火打ち石と、その火を受けて炎にする火口(ホクチ)を売る。
これはもう完全にクスリとは無関係でしょねえ、って思ったら、さにあらず。
火口っていうのは「もぐさ」なので、お灸に使えるからクスリなんだよお、ってことだそうです。足裏のマメにも効くよ、だそうであります。

 

 

 


これが十三香具師ってことなんですけど、ま、香具師の扱うものがあまりにも多岐にわたってしまって収拾がつかないようになってきたんで、規制しますよってことで決めたんでしょうかね。


この頃から香具師っていうのが本来の香具師っていうカテゴリーから外れていったってことなのかもしれませんです。

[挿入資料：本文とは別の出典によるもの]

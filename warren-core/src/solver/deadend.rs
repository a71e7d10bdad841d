//! Dead-end filler ("deadend").
//!
//! A cellular pruning pass rather than a search: repeatedly fill every
//! non-terminal cell with at most one unfilled open neighbor, using
//! `MARK_AUX` as the filled bit, until nothing fills. What survives is the
//! start→exit corridor (plus any cycles, which is why the solver is
//! optimal on perfect mazes only). A final walk along unfilled cells
//! produces the ordered path.
//!
//! Implemented with a leaf queue instead of whole-grid sweeps — the same
//! fixpoint, reached in O(cells) instead of O(cells · diameter).

use std::collections::VecDeque;

use crate::cancel::CancelToken;
use crate::error::Result;
use crate::events::{Event, EventSink};
use crate::grid::{Cell, Grid};
use crate::solver::SolveOutcome;

/// Runs the dead-end filler between the endpoints.
pub fn solve(
    grid: &mut Grid,
    start: (u32, u32),
    exit: (u32, u32),
    cancel: &CancelToken,
    sink: &mut dyn EventSink,
) -> Result<SolveOutcome> {
    let width = grid.width() as usize;
    let mut degree = vec![0u8; grid.len() as usize];
    let mut leaves: VecDeque<(u32, u32)> = VecDeque::new();

    for y in 0..grid.height() {
        cancel.check()?;
        for x in 0..grid.width() {
            let open = grid.open_neighbors(x, y).count() as u8;
            degree[y as usize * width + x as usize] = open;
            if open <= 1 && (x, y) != start && (x, y) != exit {
                leaves.push_back((x, y));
            }
        }
    }

    let mut visited_count = 0u64;
    while let Some((x, y)) = leaves.pop_front() {
        cancel.check()?;
        if grid.cell(x, y).mark_aux() {
            continue;
        }
        grid.set_flag(x, y, Cell::MARK_AUX, true);
        sink.on_event(Event::visit_aux(x, y));
        visited_count += 1;

        for (nx, ny, _) in grid.open_neighbors(x, y) {
            if grid.cell(nx, ny).mark_aux() {
                continue;
            }
            let n_idx = ny as usize * width + nx as usize;
            degree[n_idx] -= 1;
            if degree[n_idx] <= 1 && (nx, ny) != start && (nx, ny) != exit {
                leaves.push_back((nx, ny));
            }
        }
    }

    // Walk the surviving corridor. On a perfect maze the unfilled cells
    // are exactly the solution path, so never-step-backwards suffices.
    let mut path = vec![start];
    grid.set_flag(start.0, start.1, Cell::VISITED_SOLVE | Cell::ON_PATH, true);
    sink.on_event(Event::visit(start.0, start.1));
    sink.on_event(Event::path(start.0, start.1));
    visited_count += 1;

    let (mut x, mut y) = start;
    let mut prev = start;
    let step_cap = grid.len();
    let mut steps = 0u64;

    while (x, y) != exit && steps < step_cap {
        cancel.check()?;
        let mut next = None;
        for (nx, ny, _) in grid.open_neighbors(x, y) {
            if (nx, ny) == prev || grid.cell(nx, ny).mark_aux() {
                continue;
            }
            next = Some((nx, ny));
            break;
        }
        let Some((nx, ny)) = next else {
            return Ok(SolveOutcome::failure(visited_count));
        };
        prev = (x, y);
        x = nx;
        y = ny;
        path.push((x, y));
        grid.set_flag(x, y, Cell::VISITED_SOLVE | Cell::ON_PATH, true);
        sink.on_event(Event::visit(x, y));
        sink.on_event(Event::path(x, y));
        visited_count += 1;
        steps += 1;
    }

    if (x, y) != exit {
        return Ok(SolveOutcome::failure(visited_count));
    }
    Ok(SolveOutcome {
        found: true,
        path,
        visited_count,
    })
}

#[cfg(test)]
mod tests {
    use super::*;
    use crate::events::NullSink;
    use crate::generator::{backtracker, prim};
    use crate::rng;
    use crate::solver::bfs;

    #[test]
    fn optimal_on_perfect_mazes() {
        let cancel = CancelToken::new();
        let mut grid = Grid::new(20, 20).unwrap();
        backtracker::carve(&mut grid, &mut rng::seeded(31), &cancel, &mut NullSink).unwrap();
        let exit = grid.exit();

        let by_bfs = bfs::solve(&mut grid, (0, 0), exit, &cancel, &mut NullSink).unwrap();
        grid.reset_solver_flags();
        let by_filler = solve(&mut grid, (0, 0), exit, &cancel, &mut NullSink).unwrap();

        assert!(by_filler.found);
        assert_eq!(by_bfs.path.len(), by_filler.path.len());
        assert_eq!(by_filler.path[0], (0, 0));
        assert_eq!(*by_filler.path.last().unwrap(), exit);
    }

    #[test]
    fn works_across_generators() {
        let cancel = CancelToken::new();
        let mut grid = Grid::new(14, 14).unwrap();
        prim::carve(&mut grid, &mut rng::seeded(6), &cancel, &mut NullSink).unwrap();
        let exit = grid.exit();

        let by_bfs = bfs::solve(&mut grid, (0, 0), exit, &cancel, &mut NullSink).unwrap();
        grid.reset_solver_flags();
        let by_filler = solve(&mut grid, (0, 0), exit, &cancel, &mut NullSink).unwrap();
        assert_eq!(by_bfs.path.len(), by_filler.path.len());
    }

    #[test]
    fn path_cells_survive_the_fill() {
        let cancel = CancelToken::new();
        let mut grid = Grid::new(12, 12).unwrap();
        backtracker::carve(&mut grid, &mut rng::seeded(100), &cancel, &mut NullSink).unwrap();

        let outcome = solve(&mut grid, (0, 0), (11, 11), &cancel, &mut NullSink).unwrap();
        for &(x, y) in &outcome.path {
            assert!(!grid.cell(x, y).mark_aux(), "path cell ({x}, {y}) was filled");
            assert!(grid.cell(x, y).on_path());
        }
    }
}
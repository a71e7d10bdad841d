//! Solver contract invariants and the concrete solving scenarios.

mod common;

use common::{assert_path_valid, generated, seeded};
use warren_core::{
    solve, CancelToken, Cell, GenAlgorithm, GenOptions, Grid, NullSink, SolveAlgorithm,
};

fn solve_fresh(grid: &mut Grid, algo: SolveAlgorithm) -> warren_core::SolveOutcome {
    solve(grid, algo, &CancelToken::new(), &mut NullSink).expect("solver error")
}

/// Every solver finds a structurally valid path on perfect mazes from
/// every generator, and the optimal ones match the BFS length.
#[test]
fn all_solvers_succeed_on_perfect_mazes() {
    for gen in GenAlgorithm::ALL {
        let mut grid = generated(20, 20, gen, seeded(77));
        let start = grid.start();
        let exit = grid.exit();
        let cells = grid.len();

        let shortest = solve_fresh(&mut grid, SolveAlgorithm::Bfs).path.len();

        for algo in SolveAlgorithm::ALL {
            let outcome = solve_fresh(&mut grid, algo);
            assert!(outcome.found, "{algo} failed on a {gen} maze");
            assert_path_valid(&grid, &outcome.path, start, exit);
            assert!(outcome.visited_count <= cells, "{algo} overcounted visits");

            if algo.claims_optimality() {
                assert_eq!(
                    outcome.path.len(),
                    shortest,
                    "{algo} path is not shortest on a {gen} maze"
                );
            } else {
                assert!(outcome.path.len() >= shortest);
            }
        }
    }
}

/// Optimal solvers stay optimal on braided mazes (dead-end filler is
/// exempt: it only guarantees shortest paths on perfect mazes).
#[test]
fn optimal_solvers_agree_on_braided_mazes() {
    let opts = GenOptions {
        seed: 3,
        braid: 0.5,
        ..GenOptions::default()
    };
    let mut grid = generated(24, 24, GenAlgorithm::Prim, opts);
    let start = grid.start();
    let exit = grid.exit();

    let shortest = solve_fresh(&mut grid, SolveAlgorithm::Bfs).path.len();
    for algo in [
        SolveAlgorithm::Dijkstra,
        SolveAlgorithm::Astar,
        SolveAlgorithm::Swarm,
    ] {
        let outcome = solve_fresh(&mut grid, algo);
        assert!(outcome.found);
        assert_path_valid(&grid, &outcome.path, start, exit);
        assert_eq!(outcome.path.len(), shortest, "{algo} lost optimality");
    }

    // Bidirectional A* stops at the first expansion-time meeting. On a
    // tree that meeting provably lies on the unique path; with cycles the
    // guarantee weakens to a valid path, so equality is not pinned here.
    let outcome = solve_fresh(&mut grid, SolveAlgorithm::BiAstar);
    assert!(outcome.found);
    assert_path_valid(&grid, &outcome.path, start, exit);
    assert!(outcome.path.len() >= shortest);
}

/// Solver marks land in the grid: path cells carry ON_PATH, expanded
/// cells carry VISITED_SOLVE, and a re-solve starts clean.
#[test]
fn solver_flags_reflect_the_traversal() {
    let mut grid = generated(16, 16, GenAlgorithm::Dfs, seeded(21));

    let outcome = solve_fresh(&mut grid, SolveAlgorithm::Bfs);
    for &(x, y) in &outcome.path {
        assert!(grid.cell(x, y).on_path());
        assert!(grid.cell(x, y).visited_solve());
    }

    let mut marked = 0u64;
    for y in 0..16 {
        for x in 0..16 {
            if grid.cell(x, y).visited_solve() {
                marked += 1;
            }
        }
    }
    assert_eq!(marked, outcome.visited_count);

    // The dispatch resets flags before each run.
    let again = solve_fresh(&mut grid, SolveAlgorithm::DfsSolve);
    for y in 0..16u32 {
        for x in 0..16u32 {
            let bits = grid.cell(x, y).bits();
            if bits & Cell::ON_PATH != 0 {
                assert!(
                    again.path.contains(&(x, y)),
                    "stale ON_PATH at ({x}, {y}) after re-solve"
                );
            }
        }
    }
}

/// Scenario 4: BFS vs A* on a perfect 50x50 maze at seed 123.
#[test]
fn scenario_bfs_vs_astar_50x50() {
    let mut grid = generated(50, 50, GenAlgorithm::Dfs, seeded(123));
    let cells = grid.len();

    let by_bfs = solve_fresh(&mut grid, SolveAlgorithm::Bfs);
    let by_astar = solve_fresh(&mut grid, SolveAlgorithm::Astar);

    assert_eq!(by_bfs.path.len(), by_astar.path.len());
    for outcome in [&by_bfs, &by_astar] {
        assert!(outcome.visited_count >= outcome.path.len() as u64);
        assert!(outcome.visited_count <= cells);
    }
    assert!(by_astar.visited_count <= by_bfs.visited_count);
}

/// Scenario 5: left wall follower on a perfect 10x10 maze at seed 9.
#[test]
fn scenario_left_follower_10x10() {
    let mut grid = generated(10, 10, GenAlgorithm::Dfs, seeded(9));
    let shortest = solve_fresh(&mut grid, SolveAlgorithm::Bfs).path.len();

    let outcome = solve_fresh(&mut grid, SolveAlgorithm::Left);
    assert!(outcome.found);
    assert!(outcome.path.len() >= shortest);
    assert!(outcome.visited_count <= 400);
}

/// Trémaux succeeds on braided mazes too, where wall followers may not.
#[test]
fn tremaux_handles_full_braids() {
    let opts = GenOptions {
        seed: 11,
        braid: 1.0,
        ..GenOptions::default()
    };
    let mut grid = generated(20, 20, GenAlgorithm::Dfs, opts);
    let start = grid.start();
    let exit = grid.exit();

    let outcome = solve_fresh(&mut grid, SolveAlgorithm::Tremaux);
    assert!(outcome.found);
    assert_path_valid(&grid, &outcome.path, start, exit);
}

/// An unreachable exit is algorithm failure — data, not an error.
#[test]
fn unreachable_exit_is_reported_not_raised() {
    let mut grid = Grid::new(8, 8).unwrap();
    grid.fill_walls();

    for algo in SolveAlgorithm::ALL {
        let outcome = solve_fresh(&mut grid, algo);
        assert!(!outcome.found, "{algo} claimed success in a sealed grid");
        assert!(outcome.path.is_empty(), "{algo} returned a path on failure");
    }
}

/// Solver output is deterministic: same maze, same result.
#[test]
fn solver_output_is_deterministic() {
    let grid = generated(24, 24, GenAlgorithm::Organic, seeded(8));
    for algo in SolveAlgorithm::ALL {
        let mut a = grid.clone();
        let mut b = grid.clone();
        let one = solve_fresh(&mut a, algo);
        let two = solve_fresh(&mut b, algo);
        assert_eq!(one.path, two.path, "{algo} path diverged between runs");
        assert_eq!(one.visited_count, two.visited_count);
        assert_eq!(a.as_bytes(), b.as_bytes());
    }
}

/// Cancellation aborts solvers with the dedicated error.
#[test]
fn cancelled_solve_reports_cancelled() {
    use warren_core::EngineError;

    let grid = generated(16, 16, GenAlgorithm::Dfs, seeded(2));
    for algo in SolveAlgorithm::ALL {
        let mut work = grid.clone();
        let cancel = CancelToken::new();
        cancel.cancel();
        let result = solve(&mut work, algo, &cancel, &mut NullSink);
        assert!(
            matches!(result, Err(EngineError::Cancelled)),
            "{algo} ignored cancellation"
        );
    }
}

今はアロマってことで、名前もそうですし、なんだか輸入文化みたいに思っちゃう感じなんですけど、お香っていう文化は古くから日本独自のものがあったんでしたねえ。


香具師も本来的には全く違った内容で、香りの文化を担っていたのかも知れませんよね。


寅さんも遠い昔のことになってしまった、令和の日本であります。
香りに日常生活の安定を見出している人も少なくないんでしょうけれど、キンモクセイの香りって、せつないですよねえ。理屈なく懐かしい気持ちになっちゃいます。